Big Tech is ground zero for this backlash. One or two companies now dominate social media, smartphone app stores, Internet search, web advertising, and electronic commerce. Judged only by consumer welfare, this doesn't seem to present a problem: their products are cheap or free, and extremely popular. Judged by concentrations of power, it's problematic: their control of essential platforms leaves individual merchants, app developers, content providers, and users next to no bargaining power since they have so few alternatives. Barriers to entry are high to insurmountable for potential competitors. They determine what artistic and political content billions of users share and see.

Before becoming FTC chair Ms. Khan had advocated either barring platform operators like Amazon from competing with users of that platform or regulating them like utilities. She would ban vertical mergersthat is, between two components of the same supply chain, for example, a supplier of content such as MGM and a distributor such as Amazononce a platform operator has reached a dominant size. She hasn't commented on Amazon since becoming chair. Nonetheless, citing these views, Amazon has asked Ms. Khan to recuse herself from FTC investigations of the company.

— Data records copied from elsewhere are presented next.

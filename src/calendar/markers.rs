use super::month::MonthGrid;
use crate::range::Range;
use std::collections::BTreeMap;
use time::Date;

/// Highlight state of every selectable day cell currently on the panel,
/// keyed by date.  Overflow and future cells have no marker.
#[derive(Clone, Debug, Default, Eq, PartialEq)]
pub(crate) struct Markers(BTreeMap<Date, bool>);

impl Markers {
    pub(crate) fn new() -> Self {
        Markers::default()
    }

    /// Discards all markers and registers one per selectable day of
    /// `grids`, unmarked
    pub(crate) fn rebuild<'a, I>(&mut self, grids: I)
    where
        I: IntoIterator<Item = &'a MonthGrid>,
    {
        self.0.clear();
        for grid in grids {
            self.0.extend(grid.selectable_days().map(|d| (d, false)));
        }
    }

    /// Re-evaluates every marker against `range`
    pub(crate) fn mark(&mut self, range: &Range) {
        for (&date, in_range) in &mut self.0 {
            *in_range = range.contains(date);
        }
    }

    pub(crate) fn contains(&self, date: Date) -> bool {
        self.0.contains_key(&date)
    }

    pub(crate) fn is_marked(&self, date: Date) -> bool {
        self.0.get(&date).copied().unwrap_or(false)
    }

    pub(crate) fn len(&self) -> usize {
        self.0.len()
    }
}
use std::fmt;
use std::num::ParseIntError;
use std::str::FromStr;
use thiserror::Error;
use time::{
    format_description::{well_known::Rfc3339, BorrowedFormatItem},
    macros::format_description,
    Date, Duration, Month, OffsetDateTime, UtcOffset,
};
use tracing::trace;

/// Shapes accepted by the native parser, tried in order
static NATIVE_SHAPES: &[&[BorrowedFormatItem<'_>]] = &[
    format_description!("[month padding:none]/[day padding:none]/[year padding:none]"),
    format_description!("[month repr:short case_sensitive:false] [day padding:none], [year]"),
    format_description!("[month repr:long case_sensitive:false] [day padding:none], [year]"),
    format_description!(
        "[weekday repr:short case_sensitive:false] [month repr:short case_sensitive:false] [day] [year]"
    ),
];

/// More days than separate `Date::MIN` from `Date::MAX`
const MAX_SHIFT_DAYS: i64 = 10_000_000;

/// Source of the current date.  Everything that compares against "today"
/// goes through this so that tests can pin the date.
pub(crate) trait Clock {
    fn today(&self) -> Date;
}

#[derive(Clone, Copy, Debug, Eq, PartialEq)]
pub(crate) struct LocalClock {
    offset: UtcOffset,
}

impl LocalClock {
    // The offset has to be looked up before any other threads are spawned,
    // as `time` refuses to read it from a multithreaded process on Unix.
    pub(crate) fn new(offset: UtcOffset) -> LocalClock {
        LocalClock { offset }
    }
}

impl Clock for LocalClock {
    fn today(&self) -> Date {
        floor_to_day(OffsetDateTime::now_utc().to_offset(self.offset))
    }
}

#[cfg(test)]
#[derive(Clone, Copy, Debug, Eq, PartialEq)]
pub(crate) struct FixedClock(pub(crate) Date);

#[cfg(test)]
impl Clock for FixedClock {
    fn today(&self) -> Date {
        self.0
    }
}

pub(crate) fn floor_to_day(when: OffsetDateTime) -> Date {
    when.date()
}

pub(crate) fn floor_to_month(date: Date) -> Date {
    date.replace_day(1).unwrap_or(date)
}

/// Returns the first day of the month after the one containing `date`, or
/// `None` at the end of time
pub(crate) fn next_month(date: Date) -> Option<Date> {
    let month = date.month().next();
    let year = if month == Month::January {
        date.year().checked_add(1)?
    } else {
        date.year()
    };
    Date::from_calendar_date(year, month, 1).ok()
}

/// Returns the first day of the month before the one containing `date`, or
/// `None` at the start of time
pub(crate) fn previous_month(date: Date) -> Option<Date> {
    let month = date.month().previous();
    let year = if month == Month::December {
        date.year().checked_sub(1)?
    } else {
        date.year()
    };
    Date::from_calendar_date(year, month, 1).ok()
}

pub(crate) fn days_between(from: Date, to: Date) -> i64 {
    (to - from).whole_days()
}

/// Shifts `date` by `days`, saturating at the ends of the representable
/// range
pub(crate) fn shift_days(date: Date, days: i64) -> Date {
    let days = days.clamp(-MAX_SHIFT_DAYS, MAX_SHIFT_DAYS);
    match date.checked_add(Duration::days(days)) {
        Some(d) => d,
        None if days < 0 => Date::MIN,
        None => Date::MAX,
    }
}

#[derive(Clone, Copy, Debug, Default, Eq, Hash, PartialEq)]
pub(crate) enum DateFormat {
    /// The host's short date, e.g. `3/7/2024`
    Native,
    /// `YYYY-MM-DD`
    #[default]
    Iso,
}

impl DateFormat {
    pub(crate) fn parse(self, text: &str) -> Result<Date, ParseDateError> {
        match self {
            DateFormat::Iso => parse_iso(text),
            DateFormat::Native => parse_native(text),
        }
    }

    pub(crate) fn format(self, date: Date) -> String {
        match self {
            DateFormat::Iso => format!(
                "{:04}-{:02}-{:02}",
                date.year(),
                u8::from(date.month()),
                date.day()
            ),
            DateFormat::Native => {
                format!("{}/{}/{}", u8::from(date.month()), date.day(), date.year())
            }
        }
    }

    fn name(self) -> &'static str {
        match self {
            DateFormat::Native => "native",
            DateFormat::Iso => "iso",
        }
    }
}

impl fmt::Display for DateFormat {
    fn fmt(&self, f: &mut fmt::Formatter<'_>) -> fmt::Result {
        f.write_str(self.name())
    }
}

impl FromStr for DateFormat {
    type Err = ParseFormatError;

    fn from_str(s: &str) -> Result<DateFormat, ParseFormatError> {
        match s.trim().to_ascii_lowercase().as_str() {
            "iso" => Ok(DateFormat::Iso),
            "native" | "js" => Ok(DateFormat::Native),
            _ => Err(ParseFormatError(s.to_owned())),
        }
    }
}

#[derive(Clone, Debug, Eq, Error, PartialEq)]
#[error("unknown date format {0:?}; expected \"iso\" or \"native\"")]
pub(crate) struct ParseFormatError(String);

#[derive(Clone, Debug, Eq, Error, PartialEq)]
pub(crate) enum ParseDateError {
    #[error("expected three dash-separated components")]
    Shape,
    #[error("invalid number in date")]
    Number(#[from] ParseIntError),
    #[error("date does not exist")]
    Range(#[from] time::error::ComponentRange),
    #[error("text does not match any known date shape")]
    Unrecognized,
}

fn parse_iso(text: &str) -> Result<Date, ParseDateError> {
    let mut parts = text.trim().split('-').map(str::trim);
    let (Some(year), Some(month), Some(day), None) =
        (parts.next(), parts.next(), parts.next(), parts.next())
    else {
        return Err(ParseDateError::Shape);
    };
    let year = year.parse::<i32>()?;
    let month = Month::try_from(month.parse::<u8>()?)?;
    let day = day.parse::<u8>()?;
    Ok(Date::from_calendar_date(year, month, day)?)
}

fn parse_native(text: &str) -> Result<Date, ParseDateError> {
    let text = text.trim();
    NATIVE_SHAPES
        .iter()
        .find_map(|shape| Date::parse(text, *shape).ok())
        .or_else(|| {
            OffsetDateTime::parse(text, &Rfc3339)
                .ok()
                .map(floor_to_day)
        })
        .ok_or(ParseDateError::Unrecognized)
}

/// Ordered list of formats consulted when reading a field.  The preferred
/// format is always tried first; the rest follow in registration order.
#[derive(Clone, Debug, Eq, PartialEq)]
pub(crate) struct FormatRegistry {
    formats: Vec<DateFormat>,
}

impl FormatRegistry {
    pub(crate) fn new(formats: Vec<DateFormat>) -> FormatRegistry {
        FormatRegistry { formats }
    }

    pub(crate) fn parse_date(&self, text: &str, preferred: DateFormat) -> Option<Date> {
        if text.trim().is_empty() {
            return None;
        }
        std::iter::once(preferred)
            .chain(self.formats.iter().copied().filter(|&f| f != preferred))
            .find_map(|format| match format.parse(text) {
                Ok(date) => Some(date),
                Err(e) => {
                    trace!(%format, text, error = %e, "date parser rejected input");
                    None
                }
            })
    }
}

impl Default for FormatRegistry {
    fn default() -> FormatRegistry {
        FormatRegistry::new(vec![DateFormat::Iso, DateFormat::Native])
    }
}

Under Ms. Khan's vision, the risk that a business structure could enable anti-competitive behavior matters more than evidence of that behavior such as higher prices.

But that approach carries risks of its own. Lack of evidence could lead to weak cases that fail in court. A federal judge dismissed a lawsuit by the FTC and most state attorneys-general for failing to establish that Facebook Inc. is a monopoly. Bills proposed by Democrats in the House of Representatives would lower the bar for winning such suits, but their fate is unclear. Barring firms from getting big could deprive consumers of the benefits that only big firms can deliver. Millions relied on Amazon's heft when the pandemic kept them out of stores.

And while neo-Brandeisians worry about abuse of corporate power, Mr. Bork's acolytes worry about abuse of antitrust authority. In 2018, the Department of Justice tried, unsuccessfully, to stop AT&T Inc. from acquiring Time Warner Inc., in a move many saw as motivated by then President Donald Trump's personal animosity toward CNN, a unit of Time Warner.

For all its flaws, antitrust governed by the consumer welfare standard is less at risk of politicization than beliefs about what's good or bad for democracy.